- [Requirement]: Look through the listing below for the string "RateLimiter". Show each line where it occurs.
↓↓↓
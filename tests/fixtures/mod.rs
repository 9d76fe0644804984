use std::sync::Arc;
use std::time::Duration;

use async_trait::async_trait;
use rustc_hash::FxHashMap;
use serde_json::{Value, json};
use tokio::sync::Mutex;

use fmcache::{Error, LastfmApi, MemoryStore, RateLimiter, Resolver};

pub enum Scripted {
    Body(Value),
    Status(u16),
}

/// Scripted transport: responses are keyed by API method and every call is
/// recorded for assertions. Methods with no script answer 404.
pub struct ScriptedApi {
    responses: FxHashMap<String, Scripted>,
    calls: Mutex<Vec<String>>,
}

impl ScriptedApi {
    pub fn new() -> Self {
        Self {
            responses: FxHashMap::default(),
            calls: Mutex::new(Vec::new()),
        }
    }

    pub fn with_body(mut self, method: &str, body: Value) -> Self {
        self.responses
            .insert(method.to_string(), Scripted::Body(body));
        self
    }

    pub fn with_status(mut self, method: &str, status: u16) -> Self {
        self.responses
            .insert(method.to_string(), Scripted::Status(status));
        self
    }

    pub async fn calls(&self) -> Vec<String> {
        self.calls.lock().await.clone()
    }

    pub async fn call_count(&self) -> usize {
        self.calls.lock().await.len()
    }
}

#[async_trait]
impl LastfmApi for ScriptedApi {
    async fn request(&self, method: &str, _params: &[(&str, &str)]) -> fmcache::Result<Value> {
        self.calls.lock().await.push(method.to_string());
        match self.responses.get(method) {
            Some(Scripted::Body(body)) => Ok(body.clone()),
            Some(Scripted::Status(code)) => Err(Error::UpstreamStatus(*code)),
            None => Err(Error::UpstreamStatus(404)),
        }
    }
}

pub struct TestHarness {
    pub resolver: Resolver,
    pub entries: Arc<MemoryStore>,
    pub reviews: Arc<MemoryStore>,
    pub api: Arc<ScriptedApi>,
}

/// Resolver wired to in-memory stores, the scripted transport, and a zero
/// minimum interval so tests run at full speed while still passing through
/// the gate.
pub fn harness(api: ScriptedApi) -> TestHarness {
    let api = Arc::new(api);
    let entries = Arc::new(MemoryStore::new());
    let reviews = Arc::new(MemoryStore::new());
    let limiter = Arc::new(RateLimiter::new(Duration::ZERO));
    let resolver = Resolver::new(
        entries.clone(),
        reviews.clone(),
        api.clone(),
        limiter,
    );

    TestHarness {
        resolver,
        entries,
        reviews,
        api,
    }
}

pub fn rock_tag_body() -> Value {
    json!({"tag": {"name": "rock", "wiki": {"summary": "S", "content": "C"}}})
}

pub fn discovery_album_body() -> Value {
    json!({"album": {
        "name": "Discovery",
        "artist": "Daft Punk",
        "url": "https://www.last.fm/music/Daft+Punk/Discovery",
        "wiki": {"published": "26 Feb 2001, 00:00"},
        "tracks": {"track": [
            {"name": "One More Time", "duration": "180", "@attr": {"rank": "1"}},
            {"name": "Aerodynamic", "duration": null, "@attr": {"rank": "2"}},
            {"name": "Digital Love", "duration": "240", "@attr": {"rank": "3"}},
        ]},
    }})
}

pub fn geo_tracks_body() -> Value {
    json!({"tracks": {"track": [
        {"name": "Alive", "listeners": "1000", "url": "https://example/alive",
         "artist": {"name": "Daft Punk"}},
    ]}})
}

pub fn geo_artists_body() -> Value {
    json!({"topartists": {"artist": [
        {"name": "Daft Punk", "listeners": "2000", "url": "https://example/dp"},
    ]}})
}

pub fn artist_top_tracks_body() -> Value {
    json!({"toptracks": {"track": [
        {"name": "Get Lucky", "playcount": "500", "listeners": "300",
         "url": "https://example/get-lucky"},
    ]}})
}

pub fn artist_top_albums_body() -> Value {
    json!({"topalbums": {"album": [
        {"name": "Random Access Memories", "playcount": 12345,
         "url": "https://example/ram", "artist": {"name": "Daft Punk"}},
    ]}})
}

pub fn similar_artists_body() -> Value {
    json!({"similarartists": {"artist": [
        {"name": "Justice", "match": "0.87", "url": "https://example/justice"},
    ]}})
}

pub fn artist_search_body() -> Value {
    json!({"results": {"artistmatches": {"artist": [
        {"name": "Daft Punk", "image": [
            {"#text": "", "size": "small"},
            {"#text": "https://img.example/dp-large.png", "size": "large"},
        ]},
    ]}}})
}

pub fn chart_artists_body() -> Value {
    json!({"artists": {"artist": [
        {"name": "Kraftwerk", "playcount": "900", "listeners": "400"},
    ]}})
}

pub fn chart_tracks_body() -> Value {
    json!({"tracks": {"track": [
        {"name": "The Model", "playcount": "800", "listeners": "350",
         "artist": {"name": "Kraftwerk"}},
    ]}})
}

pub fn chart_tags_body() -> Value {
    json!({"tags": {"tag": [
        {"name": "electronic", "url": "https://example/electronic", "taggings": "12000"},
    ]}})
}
↑↑↑
↓↓↓
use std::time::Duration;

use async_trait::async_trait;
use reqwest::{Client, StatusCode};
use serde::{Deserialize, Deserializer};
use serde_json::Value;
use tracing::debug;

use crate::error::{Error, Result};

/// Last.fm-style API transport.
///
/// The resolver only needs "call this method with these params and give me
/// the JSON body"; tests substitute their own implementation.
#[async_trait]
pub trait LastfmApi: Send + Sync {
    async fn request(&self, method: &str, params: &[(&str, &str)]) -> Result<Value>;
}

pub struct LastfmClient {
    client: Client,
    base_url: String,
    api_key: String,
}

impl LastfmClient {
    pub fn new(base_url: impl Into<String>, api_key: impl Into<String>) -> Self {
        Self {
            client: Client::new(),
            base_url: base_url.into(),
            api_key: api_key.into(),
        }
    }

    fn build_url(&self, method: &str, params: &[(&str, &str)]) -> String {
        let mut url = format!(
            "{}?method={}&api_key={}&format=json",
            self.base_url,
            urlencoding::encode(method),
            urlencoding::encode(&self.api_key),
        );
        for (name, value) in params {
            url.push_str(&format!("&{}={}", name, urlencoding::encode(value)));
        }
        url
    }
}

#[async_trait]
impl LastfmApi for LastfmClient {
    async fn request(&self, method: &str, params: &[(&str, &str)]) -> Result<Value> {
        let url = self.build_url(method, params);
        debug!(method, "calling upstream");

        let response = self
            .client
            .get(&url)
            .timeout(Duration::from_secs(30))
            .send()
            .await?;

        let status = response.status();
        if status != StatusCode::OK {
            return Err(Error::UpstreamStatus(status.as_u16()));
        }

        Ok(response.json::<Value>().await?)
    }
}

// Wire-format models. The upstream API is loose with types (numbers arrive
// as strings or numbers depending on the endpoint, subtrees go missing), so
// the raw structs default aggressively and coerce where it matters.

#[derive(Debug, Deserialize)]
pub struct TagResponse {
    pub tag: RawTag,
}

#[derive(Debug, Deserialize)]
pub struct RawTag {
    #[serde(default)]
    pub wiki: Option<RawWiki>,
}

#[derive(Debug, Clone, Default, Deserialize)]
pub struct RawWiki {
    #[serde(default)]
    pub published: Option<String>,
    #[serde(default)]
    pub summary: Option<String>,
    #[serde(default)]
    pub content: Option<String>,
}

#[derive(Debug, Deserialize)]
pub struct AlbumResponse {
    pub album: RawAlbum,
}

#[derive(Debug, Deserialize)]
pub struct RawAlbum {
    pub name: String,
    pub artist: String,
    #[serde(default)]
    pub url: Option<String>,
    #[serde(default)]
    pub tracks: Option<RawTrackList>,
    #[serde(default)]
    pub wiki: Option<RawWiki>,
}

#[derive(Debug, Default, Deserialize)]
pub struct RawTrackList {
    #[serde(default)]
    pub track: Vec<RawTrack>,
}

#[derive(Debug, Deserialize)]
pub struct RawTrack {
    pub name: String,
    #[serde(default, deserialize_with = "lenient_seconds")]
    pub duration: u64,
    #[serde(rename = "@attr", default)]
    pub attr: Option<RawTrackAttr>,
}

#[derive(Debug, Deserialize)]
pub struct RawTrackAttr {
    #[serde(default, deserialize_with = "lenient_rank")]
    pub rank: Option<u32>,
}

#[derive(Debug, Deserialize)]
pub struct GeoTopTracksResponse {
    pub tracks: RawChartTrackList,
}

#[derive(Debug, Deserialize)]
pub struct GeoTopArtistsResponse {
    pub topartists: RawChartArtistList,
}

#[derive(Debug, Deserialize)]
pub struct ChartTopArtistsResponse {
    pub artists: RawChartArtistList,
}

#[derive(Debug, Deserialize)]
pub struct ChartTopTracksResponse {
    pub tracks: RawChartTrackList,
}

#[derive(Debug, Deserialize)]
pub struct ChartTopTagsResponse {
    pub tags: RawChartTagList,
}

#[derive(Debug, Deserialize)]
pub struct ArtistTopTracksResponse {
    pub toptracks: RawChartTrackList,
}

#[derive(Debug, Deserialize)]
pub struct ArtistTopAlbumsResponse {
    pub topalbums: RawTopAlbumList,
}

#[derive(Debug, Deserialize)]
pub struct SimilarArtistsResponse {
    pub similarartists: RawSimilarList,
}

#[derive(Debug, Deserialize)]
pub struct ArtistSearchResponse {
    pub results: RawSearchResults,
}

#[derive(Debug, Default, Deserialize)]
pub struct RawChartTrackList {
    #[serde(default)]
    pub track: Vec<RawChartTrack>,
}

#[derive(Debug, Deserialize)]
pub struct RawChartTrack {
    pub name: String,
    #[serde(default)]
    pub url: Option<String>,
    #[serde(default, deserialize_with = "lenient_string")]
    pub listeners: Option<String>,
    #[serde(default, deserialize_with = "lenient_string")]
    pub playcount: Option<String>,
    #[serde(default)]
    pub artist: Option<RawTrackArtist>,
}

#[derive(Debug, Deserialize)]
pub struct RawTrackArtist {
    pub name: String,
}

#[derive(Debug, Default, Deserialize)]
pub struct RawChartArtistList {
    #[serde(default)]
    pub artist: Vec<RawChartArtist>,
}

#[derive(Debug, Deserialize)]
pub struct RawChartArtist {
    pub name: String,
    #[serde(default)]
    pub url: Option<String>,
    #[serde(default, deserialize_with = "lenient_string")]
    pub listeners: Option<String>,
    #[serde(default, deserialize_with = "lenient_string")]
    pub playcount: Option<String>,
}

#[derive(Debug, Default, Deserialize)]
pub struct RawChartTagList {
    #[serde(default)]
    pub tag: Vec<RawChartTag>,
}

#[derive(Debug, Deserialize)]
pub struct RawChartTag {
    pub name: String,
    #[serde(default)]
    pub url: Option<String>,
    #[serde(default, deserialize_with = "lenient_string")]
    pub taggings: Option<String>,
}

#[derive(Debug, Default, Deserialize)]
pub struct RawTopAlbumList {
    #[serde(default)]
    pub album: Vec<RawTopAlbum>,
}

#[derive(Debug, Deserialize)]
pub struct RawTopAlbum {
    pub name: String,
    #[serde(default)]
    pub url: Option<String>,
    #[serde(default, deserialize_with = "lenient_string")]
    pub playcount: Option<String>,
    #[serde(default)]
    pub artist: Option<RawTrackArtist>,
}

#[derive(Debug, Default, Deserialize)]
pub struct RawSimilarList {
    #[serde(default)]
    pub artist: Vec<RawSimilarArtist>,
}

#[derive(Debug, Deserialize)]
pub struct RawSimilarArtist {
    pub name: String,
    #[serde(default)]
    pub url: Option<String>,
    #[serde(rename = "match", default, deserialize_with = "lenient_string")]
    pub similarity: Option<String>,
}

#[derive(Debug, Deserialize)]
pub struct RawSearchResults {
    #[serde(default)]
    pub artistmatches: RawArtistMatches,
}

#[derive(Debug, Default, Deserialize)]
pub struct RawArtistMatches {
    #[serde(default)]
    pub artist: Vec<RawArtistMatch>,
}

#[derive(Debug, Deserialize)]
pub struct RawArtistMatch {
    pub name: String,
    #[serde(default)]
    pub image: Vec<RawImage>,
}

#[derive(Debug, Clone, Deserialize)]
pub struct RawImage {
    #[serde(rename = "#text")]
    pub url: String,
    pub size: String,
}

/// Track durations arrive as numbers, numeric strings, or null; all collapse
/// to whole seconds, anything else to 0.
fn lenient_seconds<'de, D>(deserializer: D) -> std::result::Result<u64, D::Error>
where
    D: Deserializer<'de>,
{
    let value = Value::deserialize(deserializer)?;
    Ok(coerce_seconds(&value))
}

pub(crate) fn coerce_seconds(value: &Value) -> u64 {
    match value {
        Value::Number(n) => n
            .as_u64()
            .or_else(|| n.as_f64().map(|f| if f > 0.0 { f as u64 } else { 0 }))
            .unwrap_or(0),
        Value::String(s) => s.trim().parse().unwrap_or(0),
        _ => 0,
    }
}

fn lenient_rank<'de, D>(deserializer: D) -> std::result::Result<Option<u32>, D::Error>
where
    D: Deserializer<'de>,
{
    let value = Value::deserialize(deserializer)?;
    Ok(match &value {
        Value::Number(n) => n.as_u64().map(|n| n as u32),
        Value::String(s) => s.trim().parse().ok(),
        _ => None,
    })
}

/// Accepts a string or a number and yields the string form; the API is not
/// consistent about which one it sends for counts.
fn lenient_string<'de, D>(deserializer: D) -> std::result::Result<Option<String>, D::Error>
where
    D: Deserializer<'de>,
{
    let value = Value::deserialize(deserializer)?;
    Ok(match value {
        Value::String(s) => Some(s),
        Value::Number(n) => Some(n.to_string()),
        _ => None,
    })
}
↑↑↑
↓↓↓
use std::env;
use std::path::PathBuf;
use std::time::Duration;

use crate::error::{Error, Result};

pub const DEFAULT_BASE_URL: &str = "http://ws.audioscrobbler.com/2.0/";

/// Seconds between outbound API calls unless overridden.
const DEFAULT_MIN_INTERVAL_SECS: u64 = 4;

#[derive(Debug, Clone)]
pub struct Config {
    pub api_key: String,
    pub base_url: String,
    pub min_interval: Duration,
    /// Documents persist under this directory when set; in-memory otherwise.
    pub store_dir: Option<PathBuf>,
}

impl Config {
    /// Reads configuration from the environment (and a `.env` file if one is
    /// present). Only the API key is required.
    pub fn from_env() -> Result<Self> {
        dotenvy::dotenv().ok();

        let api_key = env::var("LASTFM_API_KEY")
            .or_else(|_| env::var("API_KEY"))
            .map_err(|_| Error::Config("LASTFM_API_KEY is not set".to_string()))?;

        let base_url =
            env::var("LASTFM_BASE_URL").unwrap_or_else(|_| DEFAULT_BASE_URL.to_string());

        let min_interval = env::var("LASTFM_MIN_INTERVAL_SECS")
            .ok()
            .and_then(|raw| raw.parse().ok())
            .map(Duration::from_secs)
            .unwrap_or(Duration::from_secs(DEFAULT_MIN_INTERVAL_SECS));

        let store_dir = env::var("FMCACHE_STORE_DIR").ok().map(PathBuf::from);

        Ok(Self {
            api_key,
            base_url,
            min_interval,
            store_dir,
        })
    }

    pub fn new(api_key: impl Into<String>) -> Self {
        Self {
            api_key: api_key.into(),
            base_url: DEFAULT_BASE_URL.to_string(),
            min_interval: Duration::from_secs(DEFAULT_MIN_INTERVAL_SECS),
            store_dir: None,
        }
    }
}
↑↑↑
- [Task answer]:
use fmcache::{Error, LastfmApi, MemoryStore, RateLimiter, Resolver};
    let limiter = Arc::new(RateLimiter::new(Duration::ZERO));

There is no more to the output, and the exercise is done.